Intensos bombardeos de Israel sacuden el sur de Beirut, afectando a cientos de familias
En la madrugada del sábado, la capital libanesa, Beirut, fue escenario de intensos bombardeos por parte de las fuerzas israelíes, que se centraron en los suburbios del sur de la ciudad. Según los medios israelíes, el objetivo principal era eliminar a Hasán Nasralá, el líder del grupo islamista Hezbolá, cuya sede había sido atacada el día anterior.
La violencia de los ataques desató múltiples incendios, cuyos resplandores iluminaban la oscuridad de la noche. Al-Manar, el canal local vinculado a Hezbolá, informó que al menos cinco barrios del sur de la capital fueron blanco de lo que calificó como «sucesivos ataques sionistas». Esta zona es conocida por ser un bastión de Hezbolá, una fuerza política y militar de gran influencia en el país.
Ante la inminencia de los bombardeos, el ejército israelí emitió un aviso para que los residentes evacuaran la zona. Como resultado, cientos de familias abandonaron sus hogares, generando un caos en las calles. A pesar de la habitual calma nocturna, la falta de electricidad sumió a la ciudad en una oscuridad interrumpida solo por los atascos de vehículos y personas que buscaban escapar.
Radwan Msallam, un refugiado sirio y padre de seis hijos, relató su angustiosa experiencia: «Recibimos la orden de evacuar mientras estábamos en casa. Tomamos lo esencial y nos fuimos, pero ahora no tenemos a dónde ir». Su testimonio refleja la situación de muchas familias que quedaron desamparadas tras los bombardeos.
Netanyahu intensifica los ataques tras su discurso en la ONU
La nueva ola de bombardeos comenzó el viernes por la tarde, horas después de que el primer ministro israelí, Benjamin Netanyahu, advirtiera en la Asamblea General de la ONU que las ofensivas continuarían «hasta cumplir todos los objetivos». Su firme discurso, que fue boicoteado por varias delegaciones, frustró las esperanzas de una tregua temporal de 21 días, propuesta días antes por Estados Unidos y Francia.
En Líbano, la comunidad internacional expresó su preocupación ante la escalada del conflicto. El jefe de la diplomacia europea, Josep Borrell, manifestó su impotencia al afirmar que «nadie parece capaz de detener a Netanyahu». Añadió que la única posibilidad de frenar la violencia radica en la intervención de Estados Unidos, el principal aliado de Israel y proveedor de armas.

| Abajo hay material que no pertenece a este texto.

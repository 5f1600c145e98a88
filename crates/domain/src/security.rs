use std::str::FromStr;

use serde::{Deserialize, Serialize};
use tessera_core::AppError;

use crate::CompanyRole;

/// Feature capabilities enforced by the authorization gate.
#[derive(Debug, Clone, Copy, PartialEq, Eq, Hash, Serialize, Deserialize)]
#[serde(rename_all = "snake_case")]
pub enum Capability {
    /// Allows listing and reading personnel records.
    PersonnelView,
    /// Allows adding personnel records.
    PersonnelAdd,
    /// Allows editing personnel records and their capabilities.
    PersonnelEdit,
    /// Allows removing personnel records.
    PersonnelDelete,
    /// Allows listing and reading tasks.
    TaskView,
    /// Allows creating tasks.
    TaskAdd,
    /// Allows editing tasks.
    TaskEdit,
    /// Allows deleting tasks.
    TaskDelete,
    /// Allows listing announcements.
    AnnouncementView,
    /// Allows publishing announcements.
    AnnouncementAdd,
    /// Allows editing announcements.
    AnnouncementEdit,
    /// Allows deleting announcements.
    AnnouncementDelete,
    /// Allows reading company reports.
    ReportView,
}

impl Capability {
    /// Returns a stable storage value for this capability.
    #[must_use]
    pub fn as_str(&self) -> &'static str {
        match self {
            Self::PersonnelView => "personnel.view",
            Self::PersonnelAdd => "personnel.add",
            Self::PersonnelEdit => "personnel.edit",
            Self::PersonnelDelete => "personnel.delete",
            Self::TaskView => "task.view",
            Self::TaskAdd => "task.add",
            Self::TaskEdit => "task.edit",
            Self::TaskDelete => "task.delete",
            Self::AnnouncementView => "announcement.view",
            Self::AnnouncementAdd => "announcement.add",
            Self::AnnouncementEdit => "announcement.edit",
            Self::AnnouncementDelete => "announcement.delete",
            Self::ReportView => "report.view",
        }
    }

    /// Returns all known capabilities.
    #[must_use]
    pub fn all() -> &'static [Self] {
        const ALL: &[Capability] = &[
            Capability::PersonnelView,
            Capability::PersonnelAdd,
            Capability::PersonnelEdit,
            Capability::PersonnelDelete,
            Capability::TaskView,
            Capability::TaskAdd,
            Capability::TaskEdit,
            Capability::TaskDelete,
            Capability::AnnouncementView,
            Capability::AnnouncementAdd,
            Capability::AnnouncementEdit,
            Capability::AnnouncementDelete,
            Capability::ReportView,
        ];

        ALL
    }
}

impl FromStr for Capability {
    type Err = AppError;

    fn from_str(value: &str) -> Result<Self, Self::Err> {
        Self::all()
            .iter()
            .copied()
            .find(|capability| capability.as_str() == value)
            .ok_or_else(|| AppError::Validation(format!("unknown capability value '{value}'")))
    }
}

/// Per-user bag of independent capability flags.
///
/// Stored as data on the member record. A role only seeds the initial value;
/// checks always read the stored flags.
#[derive(Debug, Clone, Copy, PartialEq, Eq, Hash, Default, Serialize, Deserialize)]
#[serde(rename_all = "camelCase")]
pub struct CapabilitySet {
    /// Personnel listing.
    pub personnel_view: bool,
    /// Personnel creation.
    pub personnel_add: bool,
    /// Personnel editing.
    pub personnel_edit: bool,
    /// Personnel removal.
    pub personnel_delete: bool,
    /// Task listing.
    pub task_view: bool,
    /// Task creation.
    pub task_add: bool,
    /// Task editing.
    pub task_edit: bool,
    /// Task removal.
    pub task_delete: bool,
    /// Announcement listing.
    pub announcement_view: bool,
    /// Announcement publishing.
    pub announcement_add: bool,
    /// Announcement editing.
    pub announcement_edit: bool,
    /// Announcement removal.
    pub announcement_delete: bool,
    /// Report access.
    pub report_view: bool,
}

impl CapabilitySet {
    /// Returns a set with every flag cleared.
    #[must_use]
    pub fn none() -> Self {
        Self::default()
    }

    /// Returns a set with every flag raised.
    #[must_use]
    pub fn all() -> Self {
        Self::from_capabilities(Capability::all().iter().copied())
    }

    /// Builds a set from granted capabilities.
    #[must_use]
    pub fn from_capabilities(capabilities: impl IntoIterator<Item = Capability>) -> Self {
        let mut set = Self::none();
        for capability in capabilities {
            set.set(capability, true);
        }
        set
    }

    /// Returns the bootstrap default for a company role.
    #[must_use]
    pub fn for_role(role: CompanyRole) -> Self {
        match role {
            CompanyRole::Owner => Self::all(),
            CompanyRole::Manager => {
                let mut set = Self::all();
                set.set(Capability::PersonnelDelete, false);
                set
            }
            CompanyRole::Employee => {
                Self::from_capabilities([Capability::TaskView, Capability::AnnouncementView])
            }
        }
    }

    /// Returns whether the capability flag is raised.
    #[must_use]
    pub fn allows(&self, capability: Capability) -> bool {
        match capability {
            Capability::PersonnelView => self.personnel_view,
            Capability::PersonnelAdd => self.personnel_add,
            Capability::PersonnelEdit => self.personnel_edit,
            Capability::PersonnelDelete => self.personnel_delete,
            Capability::TaskView => self.task_view,
            Capability::TaskAdd => self.task_add,
            Capability::TaskEdit => self.task_edit,
            Capability::TaskDelete => self.task_delete,
            Capability::AnnouncementView => self.announcement_view,
            Capability::AnnouncementAdd => self.announcement_add,
            Capability::AnnouncementEdit => self.announcement_edit,
            Capability::AnnouncementDelete => self.announcement_delete,
            Capability::ReportView => self.report_view,
        }
    }

    /// Raises or clears one flag, leaving the others untouched.
    pub fn set(&mut self, capability: Capability, granted: bool) {
        let slot = match capability {
            Capability::PersonnelView => &mut self.personnel_view,
            Capability::PersonnelAdd => &mut self.personnel_add,
            Capability::PersonnelEdit => &mut self.personnel_edit,
            Capability::PersonnelDelete => &mut self.personnel_delete,
            Capability::TaskView => &mut self.task_view,
            Capability::TaskAdd => &mut self.task_add,
            Capability::TaskEdit => &mut self.task_edit,
            Capability::TaskDelete => &mut self.task_delete,
            Capability::AnnouncementView => &mut self.announcement_view,
            Capability::AnnouncementAdd => &mut self.announcement_add,
            Capability::AnnouncementEdit => &mut self.announcement_edit,
            Capability::AnnouncementDelete => &mut self.announcement_delete,
            Capability::ReportView => &mut self.report_view,
        };
        *slot = granted;
    }

    /// Lists raised flags in declaration order.
    #[must_use]
    pub fn granted(&self) -> Vec<Capability> {
        Capability::all()
            .iter()
            .copied()
            .filter(|capability| self.allows(*capability))
            .collect()
    }

    /// Lists flags raised here but not in `previous`.
    #[must_use]
    pub fn newly_granted(&self, previous: &Self) -> Vec<Capability> {
        self.granted()
            .into_iter()
            .filter(|capability| !previous.allows(*capability))
            .collect()
    }

    /// Returns whether every raised flag is also raised in `other`.
    #[must_use]
    pub fn is_subset_of(&self, other: &Self) -> bool {
        self.granted()
            .into_iter()
            .all(|capability| other.allows(capability))
    }
}

/// Stable audit actions emitted by application use-cases.
#[derive(Debug, Clone, Copy, PartialEq, Eq, Hash, Serialize, Deserialize)]
#[serde(rename_all = "snake_case")]
pub enum AuditAction {
    /// Emitted when a company is registered.
    CompanyRegistered,
    /// Emitted when the registering identity becomes the company owner.
    CompanyOwnerBootstrapped,
    /// Emitted when a member renames their own profile.
    ProfileRenamed,
    /// Emitted when an invite code is issued.
    InviteIssued,
    /// Emitted when an invite code is redeemed.
    InviteRedeemed,
    /// Emitted when a personnel record is added.
    PersonnelAdded,
    /// Emitted when a personnel record is updated.
    PersonnelUpdated,
    /// Emitted when a personnel record is removed.
    PersonnelRemoved,
    /// Emitted when a system role is assigned.
    SystemRoleAssigned,
}

impl AuditAction {
    /// Returns a stable storage value for this action.
    #[must_use]
    pub fn as_str(&self) -> &'static str {
        match self {
            Self::CompanyRegistered => "company.registered",
            Self::CompanyOwnerBootstrapped => "company.owner_bootstrapped",
            Self::ProfileRenamed => "profile.renamed",
            Self::InviteIssued => "invite.issued",
            Self::InviteRedeemed => "invite.redeemed",
            Self::PersonnelAdded => "personnel.added",
            Self::PersonnelUpdated => "personnel.updated",
            Self::PersonnelRemoved => "personnel.removed",
            Self::SystemRoleAssigned => "system_role.assigned",
        }
    }
}

#[cfg(test)]
mod tests {
    use std::str::FromStr;

    use proptest::prelude::*;

    use super::{Capability, CapabilitySet};
    use crate::CompanyRole;

    #[test]
    fn capability_roundtrip_storage_value() {
        for capability in Capability::all() {
            assert_eq!(Capability::from_str(capability.as_str()), Ok(*capability));
        }
    }

    #[test]
    fn unknown_capability_is_rejected() {
        assert!(Capability::from_str("personnel.promote").is_err());
    }

    #[test]
    fn there_are_thirteen_capabilities() {
        assert_eq!(Capability::all().len(), 13);
        assert_eq!(CapabilitySet::all().granted().len(), 13);
    }

    #[test]
    fn employee_defaults_are_not_owner_defaults() {
        let employee = CapabilitySet::for_role(CompanyRole::Employee);
        assert_ne!(employee, CapabilitySet::for_role(CompanyRole::Owner));
        assert!(employee.allows(Capability::TaskView));
        assert!(!employee.allows(Capability::TaskAdd));
        assert!(!employee.allows(Capability::ReportView));
    }

    #[test]
    fn manager_defaults_exclude_personnel_delete() {
        let manager = CapabilitySet::for_role(CompanyRole::Manager);
        assert!(manager.allows(Capability::PersonnelEdit));
        assert!(!manager.allows(Capability::PersonnelDelete));
        assert!(manager.is_subset_of(&CapabilitySet::all()));
    }

    #[test]
    fn newly_granted_lists_only_additions() {
        let previous = CapabilitySet::from_capabilities([Capability::TaskView]);
        let next =
            CapabilitySet::from_capabilities([Capability::TaskView, Capability::ReportView]);
        assert_eq!(next.newly_granted(&previous), vec![Capability::ReportView]);
        assert!(previous.newly_granted(&next).is_empty());
    }

    #[test]
    fn serializes_with_camel_case_flags() {
        let value = serde_json::to_value(CapabilitySet::from_capabilities([
            Capability::PersonnelView,
        ]));
        let personnel_view = value
            .ok()
            .and_then(|json| json.get("personnelView").cloned());
        assert_eq!(personnel_view, Some(serde_json::Value::Bool(true)));
    }

    fn capability_strategy() -> impl Strategy<Value = Capability> {
        proptest::sample::select(Capability::all().to_vec())
    }

    proptest! {
        #[test]
        fn setting_one_flag_leaves_others_untouched(
            seed in proptest::collection::vec(capability_strategy(), 0..13),
            target in capability_strategy(),
            granted in any::<bool>(),
        ) {
            let before = CapabilitySet::from_capabilities(seed);
            let mut after = before;
            after.set(target, granted);

            prop_assert_eq!(after.allows(target), granted);
            for capability in Capability::all() {
                if *capability != target {
                    prop_assert_eq!(after.allows(*capability), before.allows(*capability));
                }
            }
        }
    }
}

Por su parte, el secretario de Estado de EE. UU., Antony Blinken, instó a ambas partes a cesar el fuego, mientras que el presidente Joe Biden aseguró que su administración no había sido informada sobre esta nueva ofensiva israelí.
En un tono más crítico, el canciller iraní, Abbas Araghchi, denunció ante el Consejo de Seguridad de la ONU la «complicidad de Estados Unidos» en las acciones de Israel y condenó las «amenazas inaceptables» pronunciadas por Netanyahu en su discurso en Nueva York.
Esta nueva fase de violencia, marcada por intensos bombardeos y un clima de tensión internacional, deja a cientos de personas atrapadas en el conflicto, mientras los llamados a la paz parecen aún lejos de ser escuchados.